June 05, 2025
Court Rules LOA Denied Beyond 15 Months May Be Disability Discrimination
An employer had a policy that provided up to 12 months of combined leave and noted that failure to return to work at the end of the 12 months may result in termination. The employer granted an employee a total of 15 months of continuous leave because of his own medical condition or to care for his wife’s medical condition (cancer). The employee claims he was effectively forced to resign when his employer refused his request for an additional 12 months of leave to care for his sick wife and sued. The court allowed the case to proceed to trial of the claims of (1) failure to accommodate based on the disability of the employee’s wife; (2) failure to engage in the interactive process; (3) and retaliation based on the employee’s accommodation requests. Why after the employer granted leave beyond that required under the Family and Medical Leave Act (FMLA), state (CA) leave laws, and its own policy?
While most of the claims were filed alleging a violation of state law, the court raises some points that apply to the ADA as well. Remember, the ADA:
- requires an employer to engage in an interactive dialogue with an employee to determine if it can provide a reasonable accommodation; and
- prohibits discrimination against an individual based on that individual’s association with someone who associates with a person with a disability.

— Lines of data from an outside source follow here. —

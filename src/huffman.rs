use crate::bitstream::BitStream;
use crate::error::{ErrorContext, ErrorKind, NullContext, Res};

/// Largest symbol value a literal/length table may describe (§4.4).
pub(crate) const MAX_SYMBOL_VALUE: usize = 285;
/// Longest canonical code length this codec emits.
const MAX_CODE_LENGTH: u8 = 31;
/// Codes at or below this length get a direct lookup instead of the linear
/// length-slot scan.
const FAST_BITS: u32 = 8;

#[derive(Clone, Copy, Default)]
struct FastEntry {
    symbol: u16,
    length: u8,
}

/// One length at which at least one canonical code is assigned.
struct LengthSlot {
    length: u8,
    /// Exclusive upper bound of the left-aligned 32-bit code range covered
    /// by this length, i.e. `(last_code + 1) << (32 - length)`.
    base: u64,
    /// Exclusive end index of this length's symbols within `symbols`.
    offset: u32,
}

/// A canonical Huffman decoder built from `(symbol, code_length)` pairs.
///
/// Short codes (`length <= 8`) resolve through `fast_table` in one lookup;
/// longer codes fall back to a linear scan over `slots`, which holds one
/// entry per length that is actually used, in ascending order.
pub(crate) struct CanonicalHuffman {
    symbols: Vec<u16>,
    slots: Vec<LengthSlot>,
    fast_table: Box<[FastEntry; 1 << FAST_BITS]>,
}

impl CanonicalHuffman {
    /// Builds a decoder from `(symbol, length)` pairs. Symbols that share a
    /// length are assigned codes in the order their *last* occurrence was
    /// inserted: the caller's `build_pairs` helper (§4.4) accumulates runs
    /// head-of-list, so this just walks the input once per length.
    pub fn build(pairs: &[(u16, u8)]) -> Res<Self> {
        let mut by_length: Vec<Vec<u16>> = (0..=MAX_CODE_LENGTH).map(|_| Vec::new()).collect();
        for &(symbol, length) in pairs {
            if length == 0 || length > MAX_CODE_LENGTH {
                return NullContext.raise(
                    ErrorKind::InvalidTable,
                    format!("symbol {} has invalid code length {}", symbol, length),
                );
            }
            by_length[length as usize].insert(0, symbol);
        }

        let mut symbols = Vec::with_capacity(pairs.len());
        let mut slots = Vec::new();
        let mut code: u64 = 0;
        for length in 1..=MAX_CODE_LENGTH {
            let group = &by_length[length as usize];
            if !group.is_empty() {
                symbols.extend_from_slice(group);
                code += group.len() as u64;
                slots.push(LengthSlot {
                    length,
                    base: code << (32 - length as u32),
                    offset: symbols.len() as u32,
                });
            }
            code <<= 1;
        }

        let mut fast_table = Box::new([FastEntry::default(); 1 << FAST_BITS]);
        let mut first_code_at_offset = 0u32;
        for slot in &slots {
            if slot.length <= FAST_BITS as u8 {
                let count = slot.offset - first_code_at_offset;
                let threshold = (slot.base >> (32 - slot.length as u32)) as u32;
                let first_code = threshold - count;
                let step = 1u32 << (FAST_BITS as u8 - slot.length);
                for i in 0..count {
                    let code = first_code + i;
                    let prefix_base = (code << (FAST_BITS as u8 - slot.length)) as usize;
                    let symbol = symbols[(first_code_at_offset + i) as usize];
                    for p in prefix_base..prefix_base + step as usize {
                        fast_table[p] = FastEntry {
                            symbol,
                            length: slot.length,
                        };
                    }
                }
            }
            first_code_at_offset = slot.offset;
        }

        Ok(CanonicalHuffman {
            symbols,
            slots,
            fast_table,
        })
    }

    pub fn decode_symbol(&self, bits: &mut BitStream) -> Res<u16> {
        if self.slots.is_empty() {
            return NullContext
                .raise(ErrorKind::InvalidTable, "decoding from an empty Huffman table");
        }

        let prefix8 = bits.peek(FAST_BITS)? as usize;
        let fast = self.fast_table[prefix8];
        if fast.length != 0 {
            bits.drop(fast.length as u32)?;
            return Ok(fast.symbol);
        }

        let peek32 = bits.peek(32)? as u64;
        for slot in &self.slots {
            if slot.length as u32 <= FAST_BITS {
                continue;
            }
            if peek32 < slot.base {
                let shift = 32 - slot.length as u32;
                let threshold = slot.base >> shift;
                let code = peek32 >> shift;
                let idx = slot.offset as u64 - (threshold - code);
                bits.drop(slot.length as u32)?;
                return Ok(self.symbols[idx as usize]);
            }
        }
        NullContext.raise(
            ErrorKind::InvalidTable,
            format!("no canonical code matches prefix {:08x}", peek32),
        )
    }
}

#[cfg(test)]
mod tests {
    use super::*;

    fn encode_canonical(pairs: &[(u16, u8)]) -> Vec<(u16, u32, u8)> {
        // Mirrors `CanonicalHuffman::build`'s code assignment so tests can
        // construct a bitstream for a known symbol sequence.
        let mut by_length: Vec<Vec<u16>> = (0..=31u8).map(|_| Vec::new()).collect();
        for &(symbol, length) in pairs {
            by_length[length as usize].insert(0, symbol);
        }
        let mut code = 0u32;
        let mut out = Vec::new();
        for length in 1..=31u8 {
            for &symbol in &by_length[length as usize] {
                out.push((symbol, code, length));
                code += 1;
            }
            code <<= 1;
        }
        out
    }

    struct BitWriter {
        bits: Vec<bool>,
    }

    impl BitWriter {
        fn new() -> Self {
            BitWriter { bits: Vec::new() }
        }
        fn push(&mut self, value: u32, length: u8) {
            for i in (0..length).rev() {
                self.bits.push((value >> i) & 1 == 1);
            }
        }
        fn into_words(mut self) -> Vec<u8> {
            while self.bits.len() % 32 != 0 {
                self.bits.push(false);
            }
            let mut out = Vec::new();
            for chunk in self.bits.chunks(32) {
                let mut word = 0u32;
                for (i, b) in chunk.iter().enumerate() {
                    if *b {
                        word |= 1 << (31 - i);
                    }
                }
                out.extend_from_slice(&word.to_le_bytes());
            }
            out
        }
    }

    #[test_log::test]
    fn round_trips_a_small_alphabet() {
        let pairs = vec![(b'A' as u16, 1u8), (b'B' as u16, 2), (b'C' as u16, 2)];
        let codes = encode_canonical(&pairs);
        let huff = CanonicalHuffman::build(&pairs).unwrap();

        let sequence = [b'A' as u16, b'C' as u16, b'B' as u16, b'A' as u16];
        let mut writer = BitWriter::new();
        for &sym in &sequence {
            let (_, code, length) = codes.iter().find(|(s, _, _)| *s == sym).unwrap();
            writer.push(*code, *length);
        }
        let data = writer.into_words();
        let mut bits = BitStream::new(&data);
        for &expected in &sequence {
            assert_eq!(huff.decode_symbol(&mut bits).unwrap(), expected);
        }
    }

    #[test_log::test]
    fn round_trips_codes_longer_than_eight_bits() {
        // 9 symbols at length 9 forces the slow (>8 bit) path.
        let pairs: Vec<(u16, u8)> = (0..9u16).map(|s| (s, 9u8)).collect();
        let codes = encode_canonical(&pairs);
        let huff = CanonicalHuffman::build(&pairs).unwrap();
        let mut writer = BitWriter::new();
        for &(sym, code, length) in &codes {
            writer.push(code, length);
            let _ = sym;
        }
        let data = writer.into_words();
        let mut bits = BitStream::new(&data);
        for &(sym, _, _) in &codes {
            assert_eq!(huff.decode_symbol(&mut bits).unwrap(), sym);
        }
    }

    #[test_log::test]
    fn empty_table_is_an_error() {
        let huff = CanonicalHuffman::build(&[]).unwrap();
        let data = [0u8; 4];
        let mut bits = BitStream::new(&data);
        assert!(huff.decode_symbol(&mut bits).is_err());
    }
}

In response to the employee’s last request for an extension of leave, the employer wrote, “If you…believe that you are not able to work due to your own serious health condition without restrictions…please contact me as soon as possible.” The court found, “The above suggests [the employer] was willing to engage in the interactive process if [the employee] was asking for leave because of his own condition but not if he was asking for leave because of his wife’s. If so, that might substantiate the [employee’s] position that [the employer] failed to engage in the interactive process in good faith.”
Oops. Sometimes it is not about how much time off you give an employee but how you give the employee time off. Don’t assume, ask what an employee needs. If you cannot provide it, ensure your reason is job-related and consistent with business necessity (a phrase commonly used by the EEOC, ask JAN). Ensure your HR team members and managers understand their obligations under the ADA, including its association provision. And when in doubt, talk to your company’s legal counsel.